Matt Canavan says climate debate a 'distraction' as he threatens to cross the floor

As Scott Morrison weighs up whether to join other nations in a net zero by 2050 emissions target, he is feeling the heat from coalition ranks.

Federal Resources Minister Matt Canavan.

Nationals senator Matt Canavan. Source: AAP

Nationals senator Matt Canavan says he will vote against a net-zero emissions target if it was brought to parliament, labelling the climate debate a "distraction".

Prime Minister Scott Morrison has not yet committed to achieving carbon neutrality by 2050 but is laying the groundwork to adopt it as policy, following allies such as the United States.

Senator Canavan, who is a staunch advocate of coal-fired power and the mining industry which is a major employer in Queensland, said it was a "mythical target".

"I am opposed to it," the former minister told the ABC on Monday.

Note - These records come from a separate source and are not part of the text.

//! Configuration file handling for ~/.tilesnap/config.ini.
//!
//! Settings structs live in [`super::settings`], defaults in
//! [`super::defaults`], parsing in [`super::parser`] and serialization in
//! [`super::writer`].

use ini::Ini;
use std::path::{Path, PathBuf};
use std::time::Duration;
use thiserror::Error;

use super::settings::ConfigFile;

use crate::scheduler::default_workers;
use crate::service::ServiceConfig;
use crate::snapshot::SliceOptions;

/// Configuration file errors.
#[derive(Debug, Error)]
pub enum ConfigFileError {
    /// Failed to read config file
    #[error("Failed to read config file: {0}")]
    ReadError(#[from] ini::Error),

    /// Failed to write config file
    #[error("Failed to write config file: {0}")]
    WriteError(String),

    /// Invalid configuration value
    #[error("Invalid configuration: {section}.{key} = '{value}' - {reason}")]
    InvalidValue {
        section: String,
        key: String,
        value: String,
        reason: String,
    },

    /// Failed to create config directory
    #[error("Failed to create config directory: {0}")]
    DirectoryError(std::io::Error),
}

impl ConfigFile {
    /// Load configuration from the default path (~/.tilesnap/config.ini).
    pub fn load() -> Result<Self, ConfigFileError> {
        Self::load_from(&config_file_path())
    }

    /// Load configuration from a specific path.
    ///
    /// If the file doesn't exist, returns defaults.
    pub fn load_from(path: &Path) -> Result<Self, ConfigFileError> {
        if !path.exists() {
            return Ok(Self::default());
        }

        let ini = Ini::load_from_file(path)?;
        super::parser::parse_ini(&ini)
    }

    /// Save configuration to a specific path.
    pub fn save_to(&self, path: &Path) -> Result<(), ConfigFileError> {
        if let Some(parent) = path.parent() {
            std::fs::create_dir_all(parent).map_err(ConfigFileError::DirectoryError)?;
        }

        let content = super::writer::to_config_string(self);
        std::fs::write(path, content).map_err(|e| ConfigFileError::WriteError(e.to_string()))
    }

    /// Cache and render sizing for the tile service.
    pub fn service_config(&self) -> ServiceConfig {
        let workers = match self.render.workers {
            0 => default_workers(),
            n => n,
        };
        ServiceConfig::default()
            .with_tile_entries(self.cache.tile_entries)
            .with_chunk_entries(self.cache.chunk_entries)
            .with_workers(workers)
    }

    /// Download pacing for new slices.
    pub fn slice_options(&self) -> SliceOptions {
        SliceOptions {
            concurrency: self.download.concurrency,
            cooldown: Duration::from_millis(self.download.cooldown_ms),
        }
    }

    /// The `Cache-Control` value for tile responses, if enabled.
    pub fn cache_control_header(&self) -> Option<String> {
        self.server
            .cache_control
            .then(|| format!("public, max-age={}", self.server.cache_control_max_age))
    }
}

/// Get the path to the config directory (~/.tilesnap).
pub fn config_directory() -> PathBuf {
    dirs::home_dir()
        .unwrap_or_else(|| PathBuf::from("."))
        .join(".tilesnap")
}

/// Get the path to the config file (~/.tilesnap/config.ini).
pub fn config_file_path() -> PathBuf {
    config_directory().join("config.ini")
}

#[cfg(test)]
mod tests {
    use super::*;
    use tempfile::TempDir;

    #[test]
    fn test_load_nonexistent_returns_defaults() {
        let temp_dir = TempDir::new().unwrap();
        let config = ConfigFile::load_from(&temp_dir.path().join("missing.ini")).unwrap();
        assert_eq!(config, ConfigFile::default());
    }

    #[test]
    fn test_save_and_load() {
        let temp_dir = TempDir::new().unwrap();
        let path = temp_dir.path().join("nested").join("config.ini");

        let mut config = ConfigFile::default();
        config.render.workers = 6;
        config.storage.directory = PathBuf::from("/data/snaps");
        config.save_to(&path).unwrap();

        let loaded = ConfigFile::load_from(&path).unwrap();
        assert_eq!(loaded, config);
    }

    #[test]
    fn test_derived_settings() {
        let mut config = ConfigFile::default();
        config.download.concurrency = 5;
        config.download.cooldown_ms = 250;
        config.render.workers = 3;

        let options = config.slice_options();
        assert_eq!(options.concurrency, 5);
        assert_eq!(options.cooldown, Duration::from_millis(250));
        assert_eq!(config.service_config().workers(), 3);

        assert_eq!(config.cache_control_header(), None);
        config.server.cache_control = true;
        config.server.cache_control_max_age = 90;
        assert_eq!(config.cache_control_header().as_deref(), Some("public, max-age=90"));
    }

    #[test]
    fn test_config_path_under_home_dir() {
        assert!(config_file_path().ends_with(".tilesnap/config.ini"));
    }
}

"I can't stop a government signing a piece of paper. But as a senator for Queensland, I'll make sure that all my votes in the parliament represent their interests."

Asked whether he would cross the floor in the Senate, he said: "Absolutely I would, if that was in the best interests of Queensland."

He said the exclusion of agriculture - which is being discussed within the Nationals as a bargaining chip with their Liberal colleagues - would not change his approach to the issue.

"Let's focus on real things - I find this a massive distraction," Senator Canavan said.

Excluding agriculture would put Australia in line with New Zealand's net-zero by 2050 plans, which places a lower target on reducing methane levels.

Agriculture made up 13 per cent of Australia's greenhouse gas emissions last year and the percentage is expected to rise to 2030 as the effect of the drought eases.

Greens leader Adam Bandt said on current trends Australia was set to heat by a catastrophic four degrees during the lifetimes of today's primary school students.

"Climate change is already hurting people who are putting food on our table," he said.

"It's making it harder to access water, throwing crop seasons into disarray, and supercharging heatwaves that cook produce on the vines."